Page:Voltaire - Œuvres complètes Garnier tome22.djvu/258

Le texte de cette page a été corrigé et est conforme au fac-similé.
240
UTILE EXAMEN SUR LE SIEUR ROUSSEAU.

On trouve à chaque ligne de pareilles phrases. Ce n’est pas là, dit-on, le plus grand défaut qui y règne ; l’uniformité didactique est encore plus ennuyeuse que ces expressions ne sont révoltantes. Mais j’observerai que cette uniformité et ces termes vicieux partent du même principe, je veux dire du manque d’invention, du défaut d’idées : car celui qui a beaucoup d’idées nettes a certainement beaucoup d’idées différentes ; il exprime naturellement, et d’une manière variée, ce qu’il pense naturellement. Mais celui qui ne pense point ne peut varier son style, puisqu’en effet il n’a rien à dire.
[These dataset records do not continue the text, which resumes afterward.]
//! Unified error types for the Lumen monitor.
//!
//! A single `Error` enum for the failures that can stop startup.  Delivery
//! failures never reach it; the dispatcher folds them into a result value.  Sensor and delivery errors are
//! `Copy` so they can be carried inside [`AppEvent`](crate::app::events::AppEvent)s
//! and outcomes without allocation.

use core::fmt;

use crate::app::ports::ConfigError;

// ---------------------------------------------------------------------------
// Top-level error
// ---------------------------------------------------------------------------

/// Startup failures funnel into this type.
#[derive(Debug)]
pub enum Error {
    /// The light sensor could not be read.
    Sensor(SensorError),
    /// Configuration is invalid or could not be loaded.
    Config(ConfigError),
}

impl fmt::Display for Error {
    fn fmt(&self, f: &mut fmt::Formatter<'_>) -> fmt::Result {
        match self {
            Self::Sensor(e) => write!(f, "sensor: {e}"),
            Self::Config(e) => write!(f, "config: {e}"),
        }
    }
}

impl std::error::Error for Error {}

impl From<ConfigError> for Error {
    fn from(e: ConfigError) -> Self {
        Self::Config(e)
    }
}

// ---------------------------------------------------------------------------
// Sensor errors
// ---------------------------------------------------------------------------

#[derive(Debug, Clone, Copy, PartialEq, Eq)]
pub enum SensorError {
    /// ADC channel index outside 0–7.
    InvalidChannel(u8),
    /// The SPI bus could not be opened.
    BusOpenFailed,
    /// The SPI transfer returned an error.
    TransferFailed,
    /// Reading is outside the 10-bit ADC range.
    OutOfRange,
}

impl fmt::Display for SensorError {
    fn fmt(&self, f: &mut fmt::Formatter<'_>) -> fmt::Result {
        match self {
            Self::InvalidChannel(ch) => write!(f, "invalid ADC channel {ch} (must be 0-7)"),
            Self::BusOpenFailed => write!(f, "SPI bus open failed"),
            Self::TransferFailed => write!(f, "SPI transfer failed"),
            Self::OutOfRange => write!(f, "reading out of range"),
        }
    }
}

impl std::error::Error for SensorError {}

impl From<SensorError> for Error {
    fn from(e: SensorError) -> Self {
        Self::Sensor(e)
    }
}

// ---------------------------------------------------------------------------
// Delivery errors
// ---------------------------------------------------------------------------

/// Categorised push-gateway delivery failure.
#[derive(Debug, Clone, Copy, PartialEq, Eq)]
pub enum DeliveryError {
    /// The request did not complete within the configured timeout.
    Timeout,
    /// DNS, TCP or TLS failure before a response arrived.
    Connection,
    /// The gateway answered with a non-success status.
    Status(u16),
    /// The envelope could not be serialised.
    Encode,
}

impl fmt::Display for DeliveryError {
    fn fmt(&self, f: &mut fmt::Formatter<'_>) -> fmt::Result {
        match self {
            Self::Timeout => write!(f, "request timed out"),
            Self::Connection => write!(f, "connection failed"),
            Self::Status(code) => write!(f, "gateway returned HTTP {code}"),
            Self::Encode => write!(f, "envelope encoding failed"),
        }
    }
}

impl std::error::Error for DeliveryError {}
Je ne connais effectivement rien de plus vide que ces trois Épîtres nouvelles. Mais le plus grand défaut que j’y trouve, c’est le manque de bienséance. Il me semble qu’un poëte qui, pour tous ouvrages de théâtre, a fait le Café, la Ceinture magique, Jason, Adonis, le Capricieux, le Flatteur, et surtout les Aïeux chimériques, ouvrages tous ignorés, devait au public le respect de parler avec modestie de l’art dramatique. Il faut avoir eu bien des succès pour être en droit de donner des leçons. Rien n’est si révoltant aux yeux des honnêtes gens qu’un homme qui donne des règles sur un métier auquel il n’a pas réussi.

C’est pécher encore davantage contre cette bienséance si nécessaire que de parler de sa vertu. Cet éloge de soi-même n’eût pas été souffert dans la vertu même. Quand on a eu le malheur de faire de très-grandes fautes[1] pour lesquelles on a été puni par les tribunaux suprêmes, on doit marquer pour toute vertu du repentir et de l’humilité.

Les jeunes auteurs doivent donc songer que les mauvaises mœurs sont encore plus dangereuses que le mauvais style ; ils doivent apprendre à imiter Boileau, non-seulement dans l’art d’écrire, mais même dans sa vie.

FIN DE L’UTILE EXAMEN DES TROIS DERNIÈRES ÉPÎTRES DU SIEUR ROUSSEAU.
  1. Sur la vertu, les fautes et la condamnation de J.-B. Rousseau, voyez tome XIV, dans le Catalogue des écrivains du Siècle de Louis XIV, les articles Lamotte, J.-B. Rousseau et Joseph Saurix ; dans les Mélanges, année 1738 (présent volume), la Vie de M. J.-B. Rousseau ; année 1762, l’Éloge de Crébillon ; dans la Correspondance, la lettre du 20 septembre 1730, au auteurs de la Bibliothèque française ; et, dans le tome X, l’Épître sur la calomnie, et la note où sont rapportés les regrets de Voltaire sur quelques expressions.